From the comparison of the characteristics of the current density and the terminal voltage, it is understood that the performance of the air electrode is improved and the power generation capacity is improved by the present invention.

[0033]

According to the present invention, a porous conductive material powder having pores in which particles having a particle diameter of 5 μm or less are aggregated can be easily obtained. For example, this is prepared and baked into a solid electrolyte. The porous electrode does not peel off from the solid electrolyte or crack inside the electrode. Moreover, since an electrode material having small particles is used, the reaction area where the electrode reaction takes place per apparent area of the electrode becomes large, and for example,
The current / voltage characteristics are improved and the performance of the fuel cell is improved.

As in the case where the present invention is used for the air electrode and the fuel electrode of a solid oxide fuel cell to improve the power generation capacity, it can be used for an electrode having a porous structure such as a gas sensor and a humidity sensor. , Its performance can be improved.

[Brief description of drawings]

FIG. 1 is a circuit diagram for measuring the current density and terminal voltage of each sample obtained in Examples 1 and 2 of the present invention and Comparative Examples 1 and 2.

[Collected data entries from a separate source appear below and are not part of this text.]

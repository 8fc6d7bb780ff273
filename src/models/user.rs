use serde::{Deserialize, Serialize};
use std::fmt;

/// Identity selecting which persisted habit collection is active.
///
/// Supplied by the account session when logged in; otherwise the
/// anonymous sentinel.
#[derive(Debug, Clone, PartialEq, Eq, Serialize, Deserialize)]
pub struct UserId(String);

impl UserId {
    const ANONYMOUS: &'static str = "anonymous";

    pub fn new(id: impl Into<String>) -> Self {
        Self(id.into())
    }

    /// Sentinel identity used when nobody is logged in.
    pub fn anonymous() -> Self {
        Self(Self::ANONYMOUS.to_string())
    }
}

impl fmt::Display for UserId {
    fn fmt(&self, f: &mut fmt::Formatter<'_>) -> fmt::Result {
        write!(f, "{}", self.0)
    }
}
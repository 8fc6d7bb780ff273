use clap::{Args, Subcommand, ValueEnum};

use crate::config::Config;

#[derive(Clone, ValueEnum, Default)]
pub enum OutputFormat {
    #[default]
    Text,
    Json,
}

#[derive(Args)]
pub struct ConfigCommand {
    #[command(subcommand)]
    pub command: ConfigSubcommand,
}

#[derive(Subcommand)]
pub enum ConfigSubcommand {
    /// Show current configuration values
    Show {
        /// Output format
        #[arg(long, short, value_enum, default_value = "text")]
        format: OutputFormat,
    },
}

impl ConfigCommand {
    pub fn run(&self, config: &Config) -> Result<(), Box<dyn std::error::Error>> {
        match &self.command {
            ConfigSubcommand::Show { format } => {
                match format {
                    OutputFormat::Json => {
                        println!("{}", serde_json::to_string_pretty(config)?);
                    }
                    OutputFormat::Text => {
                        println!("Configuration");
                        println!("=============\n");

                        if let Some(path) = &config.config_file {
                            println!("Config file: {}", path.display());
                        } else {
                            println!(
                                "Config file: {} (not found)",
                                Config::default_config_path().display()
                            );
                        }
                        println!();

                        println!("data_dir: {}", config.data_dir.display());
                        println!();

                        println!(
                            "auth.endpoint: {}",
                            config.auth.endpoint.as_deref().unwrap_or("(not set)")
                        );
                        println!(
                            "auth.project: {}",
                            config.auth.project.as_deref().unwrap_or("(not set)")
                        );
                        println!(
                            "auth.user_id: {}",
                            config.auth.user_id.as_deref().unwrap_or("(not logged in)")
                        );
                    }
                }
                Ok(())
            }
        }
    }
}
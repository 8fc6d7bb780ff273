//! Account commands for the recate CLI.
//!
//! Register, log in, log out, and show the session status. The session
//! (user id + secret) is stored in the config file and selects which
//! habit collection the other commands operate on.

use clap::{Args, Subcommand};
use std::io::{self, Write};
use std::path::Path;

use crate::account::{AccountClient, AccountError};
use crate::config::Config;

/// Account session commands
#[derive(Args)]
pub struct AuthCommand {
    #[command(subcommand)]
    command: AuthSubcommand,
}

#[derive(Subcommand)]
enum AuthSubcommand {
    /// Create a new account and log in
    Register,
    /// Log in with email and password
    Login,
    /// End the current session
    Logout,
    /// Show authentication status
    Status,
}

impl AuthCommand {
    pub async fn run(&self, config: &Config) -> Result<(), AuthError> {
        match &self.command {
            AuthSubcommand::Register => register(config).await,
            AuthSubcommand::Login => login(config).await,
            AuthSubcommand::Logout => logout(config).await,
            AuthSubcommand::Status => status(config),
        }
    }
}

/// Errors that can occur during authentication
#[derive(Debug)]
pub enum AuthError {
    /// I/O error
    IoError(io::Error),
    /// Account service error
    AccountError(AccountError),
    /// Config file error
    ConfigError(String),
    /// No session is stored
    NotLoggedIn,
}

impl std::fmt::Display for AuthError {
    fn fmt(&self, f: &mut std::fmt::Formatter<'_>) -> std::fmt::Result {
        match self {
            AuthError::IoError(e) => write!(f, "I/O error: {}", e),
            AuthError::AccountError(e) => write!(f, "{}", e),
            AuthError::ConfigError(e) => write!(f, "Config error: {}", e),
            AuthError::NotLoggedIn => write!(f, "Not logged in."),
        }
    }
}

impl std::error::Error for AuthError {}

impl From<io::Error> for AuthError {
    fn from(e: io::Error) -> Self {
        AuthError::IoError(e)
    }
}

impl From<AccountError> for AuthError {
    fn from(e: AccountError) -> Self {
        AuthError::AccountError(e)
    }
}

fn client(config: &Config) -> Result<AccountClient, AuthError> {
    match (&config.auth.endpoint, &config.auth.project) {
        (Some(endpoint), Some(project)) => Ok(AccountClient::new(endpoint, project)),
        _ => Err(AccountError::NotConfigured.into()),
    }
}

/// Prompt for a single line on stdin.
fn prompt(label: &str) -> io::Result<String> {
    print!("{}: ", label);
    io::stdout().flush()?;

    let mut value = String::new();
    io::stdin().read_line(&mut value)?;
    Ok(value.trim().to_string())
}

fn prompt_credentials() -> Result<(String, String), AuthError> {
    let email = prompt("Email")?;
    if email.is_empty() {
        return Err(AuthError::IoError(io::Error::new(
            io::ErrorKind::InvalidInput,
            "Email cannot be empty",
        )));
    }
    let password = prompt("Password")?;
    Ok((email, password))
}

/// Create an account, then open a session with the same credentials.
async fn register(config: &Config) -> Result<(), AuthError> {
    let client = client(config)?;
    let (email, password) = prompt_credentials()?;
    let name = prompt("Name (optional)")?;
    let name = if name.is_empty() { None } else { Some(name) };

    client.register(&email, &password, name.as_deref()).await?;
    open_session(&client, config, &email, &password).await?;
    println!("Account created");
    Ok(())
}

/// Interactive login flow
async fn login(config: &Config) -> Result<(), AuthError> {
    let client = client(config)?;
    let (email, password) = prompt_credentials()?;

    open_session(&client, config, &email, &password).await?;
    println!("Welcome back. You are logged in");
    Ok(())
}

async fn open_session(
    client: &AccountClient,
    config: &Config,
    email: &str,
    password: &str,
) -> Result<(), AuthError> {
    let session = client.login(email, password).await?;
    let account = client.current(&session.secret).await?;
    tracing::debug!("opened session {} for account {}", session.id, account.id);

    let config_path = config
        .config_file
        .clone()
        .unwrap_or_else(Config::default_config_path);
    save_session(&session.user_id, &session.secret, &config_path)?;

    let who = if account.name.is_empty() {
        &account.email
    } else {
        &account.name
    };
    println!("Authenticated as {}", who);
    Ok(())
}

/// End the remote session and clear the stored one.
async fn logout(config: &Config) -> Result<(), AuthError> {
    let secret = config.auth.session.clone().ok_or(AuthError::NotLoggedIn)?;

    let client = client(config)?;
    client.logout(&secret).await?;

    let config_path = config
        .config_file
        .clone()
        .unwrap_or_else(Config::default_config_path);
    clear_session(&config_path)?;

    println!("Logged out");
    Ok(())
}

/// Show authentication status
fn status(config: &Config) -> Result<(), AuthError> {
    if config.auth.is_logged_in() {
        let user = config.auth.user_id.as_ref().unwrap();
        let secret = config.auth.session.as_ref().unwrap();
        // Mask the secret for display
        let masked = if secret.len() > 8 {
            format!("{}...{}", &secret[..4], &secret[secret.len() - 4..])
        } else {
            "****".to_string()
        };
        println!("Logged in as {} (session: {})", user, masked);
    } else if config.auth.is_configured() {
        println!("Not logged in. Run 'recate auth login' to authenticate.");
    } else {
        println!("Not configured. Set auth.endpoint and auth.project in config.");
    }
    Ok(())
}

/// Save the session to the config file
fn save_session(user_id: &str, secret: &str, config_path: &Path) -> Result<(), AuthError> {
    edit_auth_section(config_path, |auth| {
        auth.insert(
            serde_yaml::Value::String("user_id".to_string()),
            serde_yaml::Value::String(user_id.to_string()),
        );
        auth.insert(
            serde_yaml::Value::String("session".to_string()),
            serde_yaml::Value::String(secret.to_string()),
        );
    })
}

/// Remove the session from the config file
fn clear_session(config_path: &Path) -> Result<(), AuthError> {
    if !config_path.exists() {
        return Ok(());
    }
    edit_auth_section(config_path, |auth| {
        auth.remove(serde_yaml::Value::String("user_id".to_string()));
        auth.remove(serde_yaml::Value::String("session".to_string()));
    })
}

/// Rewrite the `auth` section of the config file in place.
fn edit_auth_section(
    config_path: &Path,
    edit: impl FnOnce(&mut serde_yaml::Mapping),
) -> Result<(), AuthError> {
    // Read existing config or create new
    let mut config: serde_yaml::Value = if config_path.exists() {
        let contents = std::fs::read_to_string(config_path)
            .map_err(|e| AuthError::ConfigError(e.to_string()))?;
        serde_yaml::from_str(&contents).map_err(|e| AuthError::ConfigError(e.to_string()))?
    } else {
        serde_yaml::Value::Mapping(serde_yaml::Mapping::new())
    };

    let mapping = config
        .as_mapping_mut()
        .ok_or_else(|| AuthError::ConfigError("Invalid config format".to_string()))?;

    let auth_key = serde_yaml::Value::String("auth".to_string());
    if !mapping.contains_key(&auth_key) {
        mapping.insert(
            auth_key.clone(),
            serde_yaml::Value::Mapping(serde_yaml::Mapping::new()),
        );
    }

    if let Some(auth) = mapping.get_mut(&auth_key) {
        if let Some(auth_mapping) = auth.as_mapping_mut() {
            edit(auth_mapping);
        }
    }

    // Create config directory if needed
    if let Some(parent) = config_path.parent() {
        std::fs::create_dir_all(parent).map_err(|e| AuthError::ConfigError(e.to_string()))?;
    }

    // Write config
    let yaml = serde_yaml::to_string(&config).map_err(|e| AuthError::ConfigError(e.to_string()))?;
    std::fs::write(config_path, yaml).map_err(|e| AuthError::ConfigError(e.to_string()))?;

    Ok(())
}

#[cfg(test)]
mod tests {
    use super::*;
    use tempfile::tempdir;

    #[test]
    fn test_save_session_preserves_other_settings() {
        let temp_dir = tempdir().unwrap();
        let config_path = temp_dir.path().join("config.yaml");
        std::fs::write(
            &config_path,
            "data_dir: /custom\nauth:\n  endpoint: https://account.example.com/v1\n",
        )
        .unwrap();

        save_session("u1", "tok", &config_path).unwrap();

        let config = Config::load(Some(config_path)).unwrap();
        assert_eq!(config.data_dir, std::path::PathBuf::from("/custom"));
        assert_eq!(config.auth.endpoint.as_deref(), Some("https://account.example.com/v1"));
        assert_eq!(config.auth.user_id.as_deref(), Some("u1"));
        assert_eq!(config.auth.session.as_deref(), Some("tok"));
    }

    #[test]
    fn test_save_session_creates_config_file() {
        let temp_dir = tempdir().unwrap();
        let config_path = temp_dir.path().join("nested").join("config.yaml");

        save_session("u1", "tok", &config_path).unwrap();

        let config = Config::load(Some(config_path)).unwrap();
        assert!(config.auth.is_logged_in());
    }

    #[test]
    fn test_clear_session_removes_only_session_keys() {
        let temp_dir = tempdir().unwrap();
        let config_path = temp_dir.path().join("config.yaml");
        std::fs::write(
            &config_path,
            "auth:\n  endpoint: https://account.example.com/v1\n  project: demo\n",
        )
        .unwrap();
        save_session("u1", "tok", &config_path).unwrap();

        clear_session(&config_path).unwrap();

        let config = Config::load(Some(config_path)).unwrap();
        assert!(config.auth.is_configured());
        assert!(!config.auth.is_logged_in());
    }

    #[test]
    fn test_clear_session_without_config_file_is_noop() {
        let temp_dir = tempdir().unwrap();
        let config_path = temp_dir.path().join("config.yaml");

        clear_session(&config_path).unwrap();

        assert!(!config_path.exists());
    }
}
mod file;
mod habits;

pub use file::FileStore;
#[allow(unused_imports)]
pub use file::{KeyValueStore, StorageError};
pub use habits::{today_key, HabitError, HabitStore};
#[allow(unused_imports)]
pub use habits::{storage_key, HabitView, LoadedHabits};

FIG. 2 is a characteristic diagram of current density and terminal voltage of each sample obtained in Example 1 of the present invention and Comparative Example 1.

FIG. 3 is a characteristic diagram of current density and terminal voltage of each sample obtained in Example 2 of the present invention and Comparative Example 2.

[Explanation of symbols]

 1 Fuel Electrode 2 Solid Electrolyte 3 Air Electrode 4 Power Generation Section 5 Pt (Platinum) Wire 6 Voltmeter 7 Variable Resistor 8 Ammeter 9 Alumina Tube

Claims (3)

[Claims] 1. A porous conductive material powder, wherein particles having a particle diameter of 5 μm or less are aggregated and have pores. 2. A method for producing a porous conductive material powder, comprising mixing a conductive material powder having a particle diameter of 5 μm or less and an organic polymer and firing the mixture. 3. A porous electrode in which particles having a particle diameter of 5 μm or less are aggregated and have pores.